Balkongitter, die unverhofft einen Schwung extra drehen, Treppenhäuser, die mit transparenten Flächen wie mehrfach hintereinander gesetzte Bühnenräume erscheinen, oder eben ganze Fassaden in Bonbon-Farbe brachten eine neue Heiterkeit in den Turiner Stadtraum. Es ist kein brachialer, sondern ein feiner, zurückhaltender Humor, den ihre Bauten bis heute ausstrahlen (warum der Begriff "Humor" generell heikel ist, argumentiert ein Aufsatz in dem ohnehin streitlustigen Buch).

Neben allen Turiner Wohnbauten des Architekten-Duos zwischen 1954 und 1974 umfasst die Monografie einige hervorragende Überlegungen und Essays. Schon Adam Carusos Vorwort über "Die Unmöglichkeit der Moderne" dockt an vielen relevanten Fragen dieser Tage an: Lassen sich jene Bauten nun als fortgeführte oder wiederaufgenommene Formulierung der Moderne begreifen? Als Kontinuität oder Gegenrede?
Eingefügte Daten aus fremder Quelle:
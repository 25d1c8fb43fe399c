use super::EntityMetadata;

/// Trait for aggregate roots
///
/// Defines the required instance accessors and class-level metadata for
/// every aggregate in the system.
pub trait AggregateRoot {
    /// Identifier type of the aggregate
    type Id;

    // ============================================================================
    // Instance accessors (data of a concrete record)
    // ============================================================================

    /// Record ID
    fn id(&self) -> Self::Id;

    /// Business code of the record (e.g. "RMA-2025-0001")
    fn code(&self) -> &str;

    /// Description / display name of the record
    fn description(&self) -> &str;

    /// Lifecycle metadata
    fn metadata(&self) -> &EntityMetadata;

    /// Mutable lifecycle metadata
    fn metadata_mut(&mut self) -> &mut EntityMetadata;

    // ============================================================================
    // Class-level metadata (static data)
    // ============================================================================

    /// Aggregate index in the system (e.g. "a001")
    fn aggregate_index() -> &'static str;

    /// Collection name for the DB (e.g. "sales_order")
    fn collection_name() -> &'static str;

    /// Element name for display (singular, e.g. "Sales order")
    fn element_name() -> &'static str;

    /// List name for display (plural, e.g. "Sales orders")
    fn list_name() -> &'static str;

    // ============================================================================
    // Default implementations
    // ============================================================================

    /// Full system name of the aggregate (e.g. "a001_sales_order")
    fn full_name() -> String {
        format!("{}_{}", Self::aggregate_index(), Self::collection_name())
    }

    /// Prefix for DB tables (e.g. "a001_sales_order_")
    fn table_prefix() -> String {
        format!("{}_", Self::full_name())
    }
}
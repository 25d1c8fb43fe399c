pub mod executor;

pub use executor::ReceivePackageExecutor;
//! Common types and traits for all aggregates

pub mod entity_metadata;
pub mod base_aggregate;
pub mod aggregate_root;
pub mod aggregate_id;

// Re-exports
pub use entity_metadata::EntityMetadata;
pub use base_aggregate::BaseAggregate;
pub use aggregate_root::AggregateRoot;
pub use aggregate_id::AggregateId;
pub mod db;
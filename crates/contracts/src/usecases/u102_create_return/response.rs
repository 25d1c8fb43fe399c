use crate::enums::ReturnStatus;
use serde::{Deserialize, Serialize};

/// The created return, as echoed to the customer
#[derive(Debug, Clone, Serialize, Deserialize)]
pub struct CreatedReturn {
    pub id: String,
    #[serde(rename = "rmaNumber")]
    pub rma_number: String,
    pub status: ReturnStatus,
    #[serde(rename = "approvalRequired")]
    pub approval_required: bool,
}

#[derive(Debug, Clone, Serialize, Deserialize)]
pub struct CreateReturnResponse {
    pub success: bool,
    #[serde(rename = "returnOrder")]
    pub return_order: Option<CreatedReturn>,
    #[serde(skip_serializing_if = "Option::is_none")]
    pub error: Option<String>,
    #[serde(skip_serializing_if = "Option::is_none")]
    pub code: Option<String>,
}

impl CreateReturnResponse {
    pub fn created(return_order: CreatedReturn) -> Self {
        Self {
            success: true,
            return_order: Some(return_order),
            error: None,
            code: None,
        }
    }

    pub fn failed(code: impl Into<String>, error: impl Into<String>) -> Self {
        Self {
            success: false,
            return_order: None,
            error: Some(error.into()),
            code: Some(code.into()),
        }
    }
}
Welche Moderne überhaupt? 

Warum Bauen natürlich politisch ist, welchen Möglichkeiten und Herausforderungen Architektur heute begegnen muss und wieso es fürs gesellschaftliche Zusammenleben dringend notwendig erscheint, erst einmal die Begriffe klar zu bekommen: auch zu diesen Überlegungen regen die Bauten von Jaretti und Luzi an. Dass sie immerhin 50 bis 70 Jahre nahezu unbeschadet überstanden haben, von ihren jeweiligen Bewohnern fortwährend gehegt und gepflegt, belegt die ästhetische und offenbar auch ganz pragmatische Wertschätzung ihrer Entwürfe.